Figure 2.

Increase in expression of cone-specific proteins and length of cone OS in Cntf^−/− mouse. A, immunoblot analysis of CAR in the retinas of 3- or 5-week-old WT and Cntf^−/− mice. The histogram shows percentages of immunoblot intensities of CAR from Cntf^−/− retinas relative to the CAR immunoblot intensities of WT retinas. B, immunohistochemistry showing CAR immunoreactivity in the superior (sup) retinas of 3-week-old WT and Cntf^−/− mice (upper panels). ON, optic nerve. The areas of the rectangles are shown in the higher magnification images (bottom panels). C and E, immunoblot analysis of M-opsin (C) and S-opsin (E) from 3- or 5-week-old WT and Cntf^−/− retinas.

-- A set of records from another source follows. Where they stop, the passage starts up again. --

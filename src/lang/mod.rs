//! The CBC language front end
//!
//! Two ways from source text to an [`Expr`]: [`parse_program`] runs the
//! backtracking grammar with [`AstBuilder`] actions, [`parse_expression`]
//! runs the precedence climber over a single expression.

use tracing::debug;

use crate::ast::{AstBuilder, Expr};
use crate::errors::{CowabungaError, ErrorKind, ParseContext, SourceContext};
use crate::precedence::{OperatorTable, PrecedenceClimber};
use crate::syntax::{tokenize, TokenKind};

pub mod operators;
pub mod parentheses;
pub mod primary;
pub mod rules;

pub use operators::default_operator_table;
pub use parentheses::{parentheses_grammar, parse_parentheses};
pub use primary::CbcPrimary;
pub use rules::cbc_grammar;

/// Parses a `;`-terminated expression sequence. Empty input is an empty sequence.
pub fn parse_program(source: &SourceContext) -> Result<Expr, CowabungaError> {
    let lexing = ParseContext::new(source.clone(), "lex");
    let tokens = tokenize(&lexing)?;
    if tokens.is_empty() {
        return Ok(Expr::sequence(";", Vec::new()));
    }

    let mut builder = AstBuilder::new();
    let reporter = lexing.for_phase("grammar");
    cbc_grammar()
        .parse(&tokens, &mut builder, &reporter)
        .map_err(with_grammar_help)?;

    let program = builder.release();
    debug!(source = %source.name, root = program.type_name(), "program parsed");
    Ok(program)
}

/// Parses one expression with operator precedence. A single trailing `;` is
/// allowed.
pub fn parse_expression(source: &SourceContext, table: &OperatorTable) -> Result<Expr, CowabungaError> {
    let lexing = ParseContext::new(source.clone(), "lex");
    let mut tokens = tokenize(&lexing)?;
    if tokens.last().is_some_and(|t| t.is(TokenKind::ExpressionSeparator)) {
        tokens.pop();
    }

    let reporter = lexing.for_phase("expression");
    let expr = PrecedenceClimber::new(table, &CbcPrimary, &reporter).build(&tokens)?;
    debug!(source = %source.name, root = expr.type_name(), "expression parsed");
    Ok(expr)
}

fn with_grammar_help(error: CowabungaError) -> CowabungaError {
    let help = match &error.kind {
        ErrorKind::UnexpectedEof { expected } if expected == "';'" => {
            Some("every expression ends with ';'")
        }
        ErrorKind::UnexpectedToken { found, .. } if TokenKind::operator_from_lexeme(found).is_some() => {
            Some("only '=' is allowed in programs; use `cbc expr` for arithmetic")
        }
        _ => None,
    };
    match help {
        Some(help) => error.with_help(help),
        None => error,
    }
}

Histograms show percentages of immunoblot intensities of M-opsin (C) or S-opsin (E) in the Cntf^−/− retinas relative to M-opsin or S-opsin intensities in WT retinas. D and F, immunohistochemistry for M-opsin (D) and S-opsin (F) in the superior (D) or inferior (F) retinas of 3-week-old WT and Cntf^−/− mice. G, numbers of CAR- or cone opsin-positive cells in the superior (sup) or inferior (inf) retinas of 3-week-old WT and Cntf^−/− mouse retinal sections taken from the dorsal-ventral midline of the eye. H, lengths of M- and S-cone OS in 3-week-old WT and Cntf^−/− mouse retinal sections. I, relative mRNA levels of cone opsins in 3-week-old WT and Cntf^−/− retinas were determined by quantitative RT-PCR. All asterisks indicate significant differences between WT and Cntf^−/− mice (p < 0.05); error bars denote S.D. (n = 3∼4).